> _WHAT YOU ARE ASKED TO DO_
Every line below that holds the string "Option" should be copied.

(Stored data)
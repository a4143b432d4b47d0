//! Static `ConfigService` over a parsed configuration.

use crate::{ConfigResult, ServerConfig};
use shipyard_core::Project;
use shipyard_core::project::ConfigService;
use shipyard_core::provider::ProviderCredential;
use std::sync::Arc;

/// Projects and credentials fixed at load time.
#[derive(Debug, Clone, Default)]
pub struct StaticConfigService {
    projects: Vec<Arc<Project>>,
    credentials: Vec<ProviderCredential>,
}

impl StaticConfigService {
    pub fn new(projects: Vec<Project>, credentials: Vec<ProviderCredential>) -> Self {
        Self {
            projects: projects.into_iter().map(Arc::new).collect(),
            credentials,
        }
    }

    /// Resolve every credential's token through `lookup` (normally the
    /// process environment).
    pub fn from_config(
        config: &ServerConfig,
        lookup: impl Fn(&str) -> Option<String>,
    ) -> ConfigResult<Self> {
        let credentials = config
            .credentials
            .iter()
            .map(|c| c.resolve(&lookup))
            .collect::<ConfigResult<Vec<_>>>()?;

        Ok(Self::new(config.projects.clone(), credentials))
    }
}

impl ConfigService for StaticConfigService {
    fn projects(&self) -> Vec<Arc<Project>> {
        self.projects.clone()
    }

    fn provider_credentials(&self) -> Vec<ProviderCredential> {
        self.credentials.clone()
    }
}

#[cfg(test)]
mod tests {
    use super::*;
    use crate::parse_server_config;

    #[test]
    fn test_projects_scoped_to_credential() {
        let config = parse_server_config(
            r#"
            credential "ci-bot" provider="github" token-env="GITHUB_TOKEN"
            project "app" {
                repo "acme/app" provider="github"
                command "make"
            }
            project "mirror" {
                repo "acme/mirror" provider="gitlab"
                command "make"
            }
            "#,
        )
        .unwrap();

        let service =
            StaticConfigService::from_config(&config, |_| Some("token".to_string())).unwrap();
        let credential = &service.provider_credentials()[0];

        assert_eq!(service.projects().len(), 2);
        let scoped = service.projects_for(credential);
        assert_eq!(scoped.len(), 1);
        assert_eq!(scoped[0].id.as_str(), "app");

        let mirror = service
            .projects()
            .into_iter()
            .find(|p| p.id.as_str() == "mirror")
            .unwrap();
        assert!(service.credential_for(&mirror).is_none());
    }
}
//! GitHub REST client for the provider operations the engine consumes.

use async_trait::async_trait;
use serde::{Deserialize, Serialize};
use shipyard_core::provider::{
    CommitStatus, CommitStatusState, GitHubCredential, ProviderClient, ProviderClientFactory,
    ProviderCredential,
};
use shipyard_core::{CommitSha, Result};
use std::collections::BTreeSet;
use std::sync::Arc;
use tracing::debug;

pub const DEFAULT_API_URL: &str = "https://api.github.com";

const PER_PAGE: usize = 100;

/// GitHub API client bound to one credential.
pub struct GitHubClient {
    client: reqwest::Client,
    api_url: String,
    access_token: String,
}

impl GitHubClient {
    pub fn new(client: reqwest::Client, api_url: &str, access_token: String) -> Self {
        Self {
            client,
            api_url: api_url.trim_end_matches('/').to_string(),
            access_token,
        }
    }

    fn request(&self, method: reqwest::Method, path: &str) -> reqwest::RequestBuilder {
        self.client
            .request(method, format!("{}{}", self.api_url, path))
            .header("Authorization", format!("Bearer {}", self.access_token))
            .header("User-Agent", "Shipyard-CI")
            .header("Accept", "application/vnd.github+json")
    }

    async fn get_json<T: serde::de::DeserializeOwned>(
        &self,
        path: &str,
    ) -> std::result::Result<Option<T>, GitHubError> {
        let response = self
            .request(reqwest::Method::GET, path)
            .send()
            .await
            .map_err(|e| GitHubError::Request(e.to_string()))?;

        if response.status() == reqwest::StatusCode::NOT_FOUND {
            return Ok(None);
        }
        if !response.status().is_success() {
            let status = response.status();
            let text = response.text().await.unwrap_or_default();
            return Err(GitHubError::Api(format!("GET {} ({}): {}", path, status, text)));
        }

        response
            .json()
            .await
            .map(Some)
            .map_err(|e| GitHubError::Parse(e.to_string()))
    }

    /// Every open pull request of a repository, across pages.
    pub async fn open_pull_requests(
        &self,
        repo_full_name: &str,
    ) -> std::result::Result<Vec<PullRequest>, GitHubError> {
        let mut all = Vec::new();
        for page in 1.. {
            let path = format!(
                "/repos/{}/pulls?state=open&per_page={}&page={}",
                repo_full_name, PER_PAGE, page
            );
            let batch: Vec<PullRequest> = self
                .get_json(&path)
                .await?
                .ok_or_else(|| GitHubError::Api(format!("repository {} not found", repo_full_name)))?;
            let last = batch.len() < PER_PAGE;
            all.extend(batch);
            if last {
                break;
            }
        }
        Ok(all)
    }
}

fn parse_sha(raw: &str) -> std::result::Result<CommitSha, GitHubError> {
    CommitSha::parse(raw).map_err(|e| GitHubError::Parse(e.to_string()))
}

#[async_trait]
impl ProviderClient for GitHubClient {
    async fn last_commit_sha_for_all_open_pull_requests(
        &self,
        repo_full_name: &str,
        branches: &BTreeSet<String>,
    ) -> Result<BTreeSet<CommitSha>> {
        let pulls = self.open_pull_requests(repo_full_name).await?;
        let heads = pulls
            .iter()
            .filter(|pr| branches.contains(&pr.base.git_ref))
            .map(|pr| parse_sha(&pr.head.sha))
            .collect::<std::result::Result<BTreeSet<_>, _>>()?;

        debug!(repo = %repo_full_name, open = pulls.len(), matching = heads.len(), "Listed open pull requests");
        Ok(heads)
    }

    async fn statuses_for_commit_sha(
        &self,
        repo_full_name: &str,
        sha: &CommitSha,
    ) -> Result<Vec<CommitStatus>> {
        let path = format!(
            "/repos/{}/commits/{}/statuses?per_page={}",
            repo_full_name, sha, PER_PAGE
        );
        let statuses: Vec<StatusPayload> = self.get_json(&path).await?.unwrap_or_default();
        Ok(statuses.into_iter().map(CommitStatus::from).collect())
    }

    async fn head_sha_for_branch(
        &self,
        repo_full_name: &str,
        branch: &str,
    ) -> Result<Option<CommitSha>> {
        let path = format!(
            "/repos/{}/branches/{}",
            repo_full_name,
            urlencoding::encode(branch)
        );
        let branch: Option<Branch> = self.get_json(&path).await?;
        Ok(branch.map(|b| parse_sha(&b.commit.sha)).transpose()?)
    }

    async fn set_commit_status(
        &self,
        repo_full_name: &str,
        sha: &CommitSha,
        status: &CommitStatus,
    ) -> Result<()> {
        let path = format!("/repos/{}/statuses/{}", repo_full_name, sha);
        let response = self
            .request(reqwest::Method::POST, &path)
            .json(&StatusPayload::from(status.clone()))
            .send()
            .await
            .map_err(|e| GitHubError::Request(e.to_string()))?;

        if !response.status().is_success() {
            let text = response.text().await.unwrap_or_default();
            return Err(GitHubError::Api(format!("Failed to set status on {}: {}", sha, text)).into());
        }
        Ok(())
    }
}

/// Hands out GitHub clients sharing one connection pool.
#[derive(Clone)]
pub struct GitHubProviders {
    client: reqwest::Client,
    api_url: String,
}

impl GitHubProviders {
    pub fn new(api_url: impl Into<String>) -> Self {
        Self {
            client: reqwest::Client::new(),
            api_url: api_url.into(),
        }
    }

    fn github(&self, credential: &GitHubCredential) -> GitHubClient {
        GitHubClient::new(self.client.clone(), &self.api_url, credential.token.clone())
    }
}

impl Default for GitHubProviders {
    fn default() -> Self {
        Self::new(DEFAULT_API_URL)
    }
}

impl ProviderClientFactory for GitHubProviders {
    fn client_for(&self, credential: &ProviderCredential) -> Arc<dyn ProviderClient> {
        match credential {
            ProviderCredential::Github(github) => Arc::new(self.github(github)),
        }
    }
}

/// Open pull request, reduced to what the engine reads.
#[derive(Debug, Clone, Serialize, Deserialize)]
pub struct PullRequest {
    pub number: u64,
    pub head: GitRef,
    pub base: GitRef,
}

#[derive(Debug, Clone, Serialize, Deserialize)]
pub struct GitRef {
    #[serde(rename = "ref")]
    pub git_ref: String,
    pub sha: String,
}

#[derive(Debug, Deserialize)]
struct Branch {
    commit: BranchCommit,
}

#[derive(Debug, Deserialize)]
struct BranchCommit {
    sha: String,
}

#[derive(Debug, Serialize, Deserialize)]
struct StatusPayload {
    state: CommitStatusState,
    #[serde(default)]
    context: String,
    description: Option<String>,
    target_url: Option<String>,
}

impl From<StatusPayload> for CommitStatus {
    fn from(payload: StatusPayload) -> Self {
        CommitStatus {
            state: payload.state,
            context: payload.context,
            description: payload.description,
            target_url: payload.target_url,
        }
    }
}

impl From<CommitStatus> for StatusPayload {
    fn from(status: CommitStatus) -> Self {
        StatusPayload {
            state: status.state,
            context: status.context,
            description: status.description,
            target_url: status.target_url,
        }
    }
}

/// GitHub API errors.
#[derive(Debug, thiserror::Error)]
pub enum GitHubError {
    #[error("Request failed: {0}")]
    Request(String),

    #[error("API error: {0}")]
    Api(String),

    #[error("Parse error: {0}")]
    Parse(String),
}

impl From<GitHubError> for shipyard_core::Error {
    fn from(err: GitHubError) -> Self {
        shipyard_core::Error::Provider(err.to_string())
    }
}

#[cfg(test)]
mod tests {
    use super::*;
    use axum::extract::{Path, State};
    use axum::http::StatusCode;
    use axum::routing::{get, post};
    use axum::{Json, Router};
    use serde_json::{Value, json};
    use std::sync::Mutex;
    use tokio::net::TcpListener;

    type Posted = Arc<Mutex<Vec<(String, Value)>>>;

    const HEAD: &str = "0123456789abcdef0123456789abcdef01234567";
    const OTHER: &str = "89abcdef0123456789abcdef0123456789abcdef";

    async fn pulls() -> Json<Value> {
        Json(json!([
            { "number": 1, "head": { "ref": "feature", "sha": HEAD }, "base": { "ref": "main", "sha": OTHER } },
            { "number": 2, "head": { "ref": "wip", "sha": OTHER }, "base": { "ref": "develop", "sha": HEAD } }
        ]))
    }

    async fn statuses(Path((_, _, sha)): Path<(String, String, String)>) -> Json<Value> {
        if sha == HEAD {
            Json(json!([{ "state": "success", "context": "legacy-ci", "description": null, "target_url": null }]))
        } else {
            Json(json!([]))
        }
    }

    async fn branch(Path((_, _, name)): Path<(String, String, String)>) -> std::result::Result<Json<Value>, StatusCode> {
        match name.as_str() {
            "main" => Ok(Json(json!({ "name": "main", "commit": { "sha": HEAD } }))),
            _ => Err(StatusCode::NOT_FOUND),
        }
    }

    async fn create_status(
        State(posted): State<Posted>,
        Path((_, _, sha)): Path<(String, String, String)>,
        Json(body): Json<Value>,
    ) -> StatusCode {
        posted.lock().unwrap().push((sha, body));
        StatusCode::CREATED
    }

    async fn fake_github() -> (String, Posted) {
        let posted: Posted = Arc::default();
        let app = Router::new()
            .route("/repos/{owner}/{repo}/pulls", get(pulls))
            .route("/repos/{owner}/{repo}/commits/{sha}/statuses", get(statuses))
            .route("/repos/{owner}/{repo}/branches/{branch}", get(branch))
            .route("/repos/{owner}/{repo}/statuses/{sha}", post(create_status))
            .with_state(posted.clone());

        let listener = TcpListener::bind("127.0.0.1:0").await.unwrap();
        let addr = listener.local_addr().unwrap();
        tokio::spawn(async move {
            axum::serve(listener, app).await.unwrap();
        });
        (format!("http://{}", addr), posted)
    }

    fn client(api_url: &str) -> Arc<dyn ProviderClient> {
        GitHubProviders::new(api_url).client_for(&ProviderCredential::Github(GitHubCredential {
            name: "ci-bot".to_string(),
            token: "token".to_string(),
        }))
    }

    #[tokio::test]
    async fn test_open_pull_requests_filtered_by_base() {
        let (url, _) = fake_github().await;
        let github = client(&url);

        let branches = BTreeSet::from(["main".to_string()]);
        let heads = github
            .last_commit_sha_for_all_open_pull_requests("acme/app", &branches)
            .await
            .unwrap();

        assert_eq!(heads, BTreeSet::from([CommitSha::parse(HEAD).unwrap()]));
    }

    #[tokio::test]
    async fn test_statuses_and_branch_heads() {
        let (url, _) = fake_github().await;
        let github = client(&url);
        let head = CommitSha::parse(HEAD).unwrap();

        let statuses = github.statuses_for_commit_sha("acme/app", &head).await.unwrap();
        assert_eq!(statuses.len(), 1);
        assert_eq!(statuses[0].state, CommitStatusState::Success);
        let other = CommitSha::parse(OTHER).unwrap();
        assert!(github.statuses_for_commit_sha("acme/app", &other).await.unwrap().is_empty());

        assert_eq!(github.head_sha_for_branch("acme/app", "main").await.unwrap(), Some(head));
        assert_eq!(github.head_sha_for_branch("acme/app", "gone").await.unwrap(), None);
    }

    #[tokio::test]
    async fn test_set_commit_status_posts_payload() {
        let (url, posted) = fake_github().await;
        let github = client(&url);

        github
            .set_commit_status(
                "acme/app",
                &CommitSha::parse(HEAD).unwrap(),
                &CommitStatus {
                    state: CommitStatusState::Pending,
                    context: "shipyard".to_string(),
                    description: Some("build queued".to_string()),
                    target_url: None,
                },
            )
            .await
            .unwrap();

        let posted = posted.lock().unwrap();
        assert_eq!(posted.len(), 1);
        assert_eq!(posted[0].0, HEAD);
        assert_eq!(posted[0].1["state"], "pending");
        assert_eq!(posted[0].1["context"], "shipyard");
    }

    #[tokio::test]
    async fn test_unreachable_api_is_a_provider_error() {
        let github = client("http://127.0.0.1:1");
        let result = github.head_sha_for_branch("acme/app", "main").await;
        assert!(matches!(result, Err(shipyard_core::Error::Provider(_))));
    }
}
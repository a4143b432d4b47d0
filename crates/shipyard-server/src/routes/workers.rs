//! Worker loop status.

use axum::extract::State;
use axum::routing::get;
use axum::{Json, Router};
use shipyard_scheduler::WorkerSnapshot;

use crate::AppState;

pub fn router() -> Router<AppState> {
    Router::new().route("/", get(list_workers))
}

async fn list_workers(State(state): State<AppState>) -> Json<Vec<WorkerSnapshot>> {
    Json(state.workers.workers())
}
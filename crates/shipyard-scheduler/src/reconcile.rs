//! Crash recovery run once at startup.
//!
//! The task queue keeps nothing across restarts, so work that was queued or
//! in flight when the process died has to be re-derived:
//!
//! 1. every durable build still `pending` gets a runner again;
//! 2. every open pull request against a commit-trigger branch whose head
//!    has no commit status at all gets a runner, covering pull requests
//!    opened or updated while the server was down.
//!
//! Both steps go through [`BuildRunnerService`], so running the pass twice
//! never yields two runners for one commit. A provider or store failure
//! aborts the whole pass; it is retried on the next start, not in-process.

use serde::Serialize;
use shipyard_core::ProjectId;
use shipyard_core::project::ConfigService;
use shipyard_core::provider::ProviderClientFactory;
use std::sync::Arc;
use tracing::{info, warn};

use crate::error::{SchedulerError, SchedulerResult};
use crate::runner::{RunnerFactory, RunnerParams};
use crate::service::{Admission, BuildRunnerService};

/// What one reconciliation pass did.
#[derive(Debug, Clone, Default, PartialEq, Eq, Serialize)]
pub struct ReconcileReport {
    /// Pending builds given a runner again.
    pub resumed: usize,
    /// Unstatused pull request heads given a runner.
    pub reconciled: usize,
    /// Candidates already tracked by a runner.
    pub duplicates: usize,
    /// Projects no configured credential can serve.
    pub skipped_projects: Vec<ProjectId>,
}

pub struct ReconciliationOrchestrator {
    config: Arc<dyn ConfigService>,
    providers: Arc<dyn ProviderClientFactory>,
    factory: Arc<RunnerFactory>,
    runners: BuildRunnerService,
}

impl ReconciliationOrchestrator {
    pub fn new(
        config: Arc<dyn ConfigService>,
        providers: Arc<dyn ProviderClientFactory>,
        factory: Arc<RunnerFactory>,
        runners: BuildRunnerService,
    ) -> Self {
        Self {
            config,
            providers,
            factory,
            runners,
        }
    }

    pub async fn run(&self) -> SchedulerResult<ReconcileReport> {
        let mut report = ReconcileReport::default();
        self.resume_pending_builds(&mut report).await?;
        self.reconcile_open_pull_requests(&mut report).await?;

        info!(
            resumed = report.resumed,
            reconciled = report.reconciled,
            duplicates = report.duplicates,
            skipped = report.skipped_projects.len(),
            "Reconciliation finished"
        );
        Ok(report)
    }

    /// Step 1: give every pending build a runner.
    pub async fn resume_pending_builds(&self, report: &mut ReconcileReport) -> SchedulerResult<()> {
        for project in self.config.projects() {
            let Some(credential) = self.config.credential_for(&project) else {
                info!(
                    project = %project.id,
                    provider = %project.repo_config.provider,
                    "No credential serves this project, skipping"
                );
                report.skipped_projects.push(project.id.clone());
                continue;
            };

            let pending = self
                .factory
                .store()
                .pending_builds(&project.id)
                .await
                .map_err(SchedulerError::Store)?;
            if pending.is_empty() {
                continue;
            }

            let provider = self.providers.client_for(&credential);
            for build in pending {
                info!(project = %project.id, sha = %build.sha, build = build.number, "Resuming pending build");
                let runner = self.factory.setup(RunnerParams {
                    project: project.clone(),
                    sha: build.sha.clone(),
                    credential: credential.name().to_string(),
                    provider: provider.clone(),
                    trigger: build.trigger.clone(),
                    build: Some(build),
                    branch: None,
                });

                match self.runners.add_build_runner(runner).await? {
                    Admission::Accepted(_) => report.resumed += 1,
                    Admission::Duplicate(_) => report.duplicates += 1,
                }
            }
        }
        Ok(())
    }

    /// Step 2: give every unstatused open pull request head a runner.
    pub async fn reconcile_open_pull_requests(
        &self,
        report: &mut ReconcileReport,
    ) -> SchedulerResult<()> {
        for credential in self.config.provider_credentials() {
            let provider = self.providers.client_for(&credential);

            for project in self.config.projects_for(&credential) {
                let branches = project.commit_branches();
                if branches.is_empty() {
                    continue;
                }
                let repo = &project.repo_config.full_name;

                let heads = provider
                    .last_commit_sha_for_all_open_pull_requests(repo, &branches)
                    .await
                    .map_err(|e| SchedulerError::provider(&project.id, e))?;

                for sha in heads {
                    if self.runners.is_tracked(&project.id, &sha) {
                        report.duplicates += 1;
                        continue;
                    }

                    let statuses = provider
                        .statuses_for_commit_sha(repo, &sha)
                        .await
                        .map_err(|e| SchedulerError::provider(&project.id, e))?;
                    if !statuses.is_empty() {
                        continue;
                    }

                    warn!(project = %project.id, sha = %sha, "Open pull request was never built");
                    let runner = self.factory.setup(RunnerParams {
                        project: project.clone(),
                        sha: sha.clone(),
                        credential: credential.name().to_string(),
                        provider: provider.clone(),
                        build: None,
                        trigger: "pull_request".to_string(),
                        branch: None,
                    });

                    match self.runners.add_build_runner(runner).await? {
                        Admission::Accepted(_) => report.reconciled += 1,
                        Admission::Duplicate(_) => report.duplicates += 1,
                    }
                }
            }
        }
        Ok(())
    }
}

> _YOUR SOLUTION_
        lookup: impl Fn(&str) -> Option<String>,
    ) -> std::result::Result<Option<T>, GitHubError> {
    ) -> Result<Option<CommitSha>> {
        let branch: Option<Branch> = self.get_json(&path).await?;
    description: Option<String>,
    target_url: Option<String>,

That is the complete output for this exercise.